Like I said, we were competitive under Corbellis. We were often top 25 and made the NCAAs 20 times and the sweet 16 four times in 25 years. That is very competitive but does not compare favorably to other A&M women's sports. As has been said, maybe the support does not compare favorably to other sports either though. A&M volleyball's "situation" (academic reputation, budget, facility, resources, tradition, etc.) is definitely top 40 but probably not top 16, so the Corbellis were right on par for they "should" have been.
Certainly no need to fire a long-time beloved coach who runs a clean program that produces great young women
unless you are going to take it to the next level, and IMO the new hire is a downgrade. I don't think that's even debatable.
This is old, but interesting:
https://college-sports.texastribune.org/colleges/texas-am-university/It's hard to find volleyball info, but I think it's safe to assume no one outside of t.u. is spending $2-3M per year on volleyball. Also the bird was brought in at $450k and is probably up to over $500k. Crazy. Mark Weaver (W Tennis) makes about a quarter of that.

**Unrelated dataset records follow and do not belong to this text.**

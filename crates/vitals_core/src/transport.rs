//! Contrato do transporte de bytes (porta serial).
//!
//! O core não conhece a porta concreta: recebe metades de leitura e escrita
//! independentes mais um controle para cancelar/fechar.

use crate::types::PortTarget;
use std::io::{Read, Write};

/// Baud rate padrão do firmware de monitoramento.
pub const DEFAULT_BAUD_RATE: u32 = 115_200;

/// Erros do transporte.
#[derive(Debug, thiserror::Error)]
pub enum TransportError {
    #[error("Porta serial não disponível neste ambiente")]
    Unavailable,

    #[error("Nenhum dispositivo escolhido")]
    RequestDismissed,

    #[error("Não foi possível abrir {port}: {reason}")]
    OpenFailed { port: String, reason: String },

    #[error("A porta não é legível: {0}")]
    NotReadable(String),

    #[error("A porta não é gravável: {0}")]
    NotWritable(String),

    #[error("Erro lendo dados do dispositivo: {0}")]
    Read(#[source] std::io::Error),

    #[error("Erro enviando comando ao dispositivo: {0}")]
    Write(#[source] std::io::Error),

    #[error("Erro fechando a porta: {0}")]
    Close(String),

    #[error("Já existe uma conexão aberta")]
    AlreadyOpen,
}

/// Controle fora de banda da porta aberta.
pub trait PortControl: Send + Sync {
    /// Desbloqueia uma leitura pendente, se o transporte suportar.
    fn cancel_read(&self) -> Result<(), TransportError>;

    /// Fecha a porta. Chamadas repetidas não devem falhar.
    fn close(&self) -> Result<(), TransportError>;
}

/// Metades independentes de uma porta aberta.
///
/// A leitura pode retornar `TimedOut`/`WouldBlock` quando não há dados;
/// `Ok(0)` indica fim do stream.
pub struct PortHalves {
    pub reader: Box<dyn Read + Send>,
    pub writer: Box<dyn Write + Send>,
    pub control: Box<dyn PortControl>,
}

/// Fonte de portas: listagem, pedido de nova porta e abertura.
pub trait Transport: Send + Sync {
    /// `false` quando o ambiente não tem suporte a porta serial.
    fn is_available(&self) -> bool {
        true
    }

    /// Portas já autorizadas/presentes.
    fn list_authorized(&self) -> Result<Vec<PortTarget>, TransportError>;

    /// Pede uma nova porta (em UI, exige gesto do usuário).
    fn request(&self) -> Result<PortTarget, TransportError>;

    fn open(&self, target: &PortTarget, baud_rate: u32) -> Result<PortHalves, TransportError>;
}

Laurie Corbelli was making $146K!The difference between volleyball and tennis is that when they ran off the tennis Corbelli (Kleinecke) they replaced him with back to back hires that came cheap and won big. 6 out of the program's 7 Sweet 16s have come since Kleinecke was fired and the team made the NCAA finals and was inches away from a championship. If we're going to punt venerable institution type coaches, let's hire superstars, not just young (and more expensive) versions of the same thing.
Not that it matters because A&M basically prints money, but it's the principle of it. You want A&M to spend more on it's program? Maybe stop overpaying mediocre and inexperienced coaches and either cash whip a stud (like baseball) or put some more effort into a smart affordable hire (tennis) and put the money into the program itself.